Airplane-Sized Asteroid To Come Very Close To Earth On This Date: Check Size, Speed, And Time

An airplane-sized asteroid, 2024 LZ2, will closely approach Earth on June 14, 2024. Here's everything you should know about this space rock.
Asteroid 2024 LZ2

A 66-foot asteroid, named 2024 LZ2, is hurtling through space at a staggering speed of 72,641 km/h.

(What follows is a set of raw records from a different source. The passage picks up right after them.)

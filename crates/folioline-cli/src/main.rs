//! folioline - library-services export jobs
//!
//! Pulls users, service points, service point assignments and patron
//! groups from an Okapi gateway into JSON/TSV snapshots, then joins
//! them into reports.

use anyhow::Result;
use clap::{Parser, Subcommand};
use folioline_core::ProgressContext;

mod cmd;
mod config;

use config::Config;

#[derive(Parser)]
#[command(name = "folioline")]
#[command(about = "Export library-services records from an Okapi gateway")]
#[command(version)]
struct Cli {
    #[command(subcommand)]
    command: Command,

    /// Enable debug logging
    #[arg(long, global = true)]
    debug: bool,

    /// Config file path (default: ./folioline.toml or ~/.config/folioline/config.toml)
    #[arg(short, long, global = true)]
    config: Option<std::path::PathBuf>,

    /// Output directory for snapshots and reports
    #[arg(short, long, global = true)]
    output: Option<std::path::PathBuf>,

    /// Records per page
    #[arg(long, global = true)]
    page_size: Option<usize>,
}

#[derive(Subcommand)]
enum Command {
    /// Log in and print a session token
    Login,
    /// Fetch one collection into JSON/TSV snapshots
    Fetch(cmd::fetch::FetchArgs),
    /// Add service point names to the staff users table
    Join(cmd::join::JoinArgs),
    /// Report non-staff users holding service point assignments
    Enrich(cmd::enrich::EnrichArgs),
    /// Run every stage in order
    Run(cmd::run::RunArgs),
    /// Show current configuration
    Config,
}

fn main() -> Result<()> {
    let cli = Cli::parse();

    let progress = ProgressContext::new();

    // TTY: spinners show activity, so only warnings unless --debug
    let is_tty = progress.is_tty();
    let multi = if is_tty { Some(progress.multi()) } else { None };
    let quiet = is_tty && !cli.debug;
    folioline_core::init_logging(quiet, cli.debug, multi);

    let mut config = if let Some(path) = cli.config {
        Config::from_file(&path)?
    } else {
        Config::load()?
    };
    if let Some(dir) = cli.output {
        config.output.dir = dir;
    }
    if let Some(page_size) = cli.page_size {
        config.fetch.page_size = page_size;
    }

    match cli.command {
        Command::Login => cmd::login::run(&config),
        Command::Fetch(args) => cmd::fetch::run(args, &config, &progress),
        Command::Join(args) => cmd::join::run(args, &config),
        Command::Enrich(args) => cmd::enrich::run(args, &config, &progress),
        Command::Run(args) => cmd::run::run(args, &config, &progress),
        Command::Config => {
            let okapi = &config.okapi;
            let rows = [
                ("Okapi URL", or_unset(&okapi.url)),
                ("Tenant", or_unset(&okapi.tenant)),
                (
                    "Username",
                    okapi.username.clone().unwrap_or_else(|| "not set".into()),
                ),
                (
                    "Password",
                    if okapi.password.is_some() {
                        "configured"
                    } else {
                        "not set"
                    }
                    .to_string(),
                ),
                ("Output directory", config.output.dir.display().to_string()),
                ("Page size", config.fetch.page_size.to_string()),
                (
                    "Staff patron group",
                    config
                        .fetch
                        .staff_patron_group
                        .clone()
                        .unwrap_or_else(|| "not set".into()),
                ),
                (
                    "Connect timeout",
                    format!("{}s", config.http.connect_timeout),
                ),
                (
                    "Request timeout",
                    format!("{}s", config.http.request_timeout),
                ),
            ];
            cmd::print_summary("Setting", &rows);
            Ok(())
        }
    }
}

fn or_unset(s: &str) -> String {
    if s.is_empty() {
        "not set".to_string()
    } else {
        s.to_string()
    }
}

On June 14, 2024, an airplane-sized asteroid named 2024 LZ2, part of the Apollo group, will make a close approach to Earth. This asteroid, measuring about 66 feet (20 metres) in size, will speed by at a staggering 72,641 kilometres per hour (45,147 miles per hour). The closest approach will occur at 18:16 UTC, which translates to 11:46 PM IST on the same day.
NASA's Jet Propulsion Laboratory manages the tracking of this asteroid through its Center for Near Earth Object Studies (CNEOS). CNEOS meticulously monitors asteroids and comets that come close to Earth, providing crucial data to NASA's Planetary Defense Coordination Office.
Near-Earth objects like asteroids and comets have orbits that bring them close to Earth's path around the Sun, some of which can pose a potential impact risk. Most of these objects are asteroids, ranging in size from a few metres to tens of kilometres across. The majority of these asteroids orbit far enough away from Earth to not pose a threat, but a small fraction, known as potentially hazardous asteroids, require close monitoring.
2024 LZ2, while sizable, will pass by Earth at a safe distance of approximately 1.3 million kilometres. It's part of NASA's ongoing efforts to track and understand near-Earth objects, utilising data from observatories around the world, including contributions from amateur astronomers.
The asteroid's trajectory and characteristics, including its speed and size, are tracked using data from the Minor Planet Center and various NASA-funded observatories like Pan-STARRS, the Catalina Sky Survey, and NASA's NEOWISE mission. Radar projects, such as JPL's Goldstone Solar System Radar Group, also play a critical role in NASA's asteroid observation program.
As 2024 LZ2 passes by Earth, it serves as a reminder of the importance of planetary defence efforts and the ongoing work to monitor potentially hazardous asteroids. While this particular asteroid poses no threat, continued vigilance and scientific observation are crucial to understanding and preparing for any potential impact risks in the future.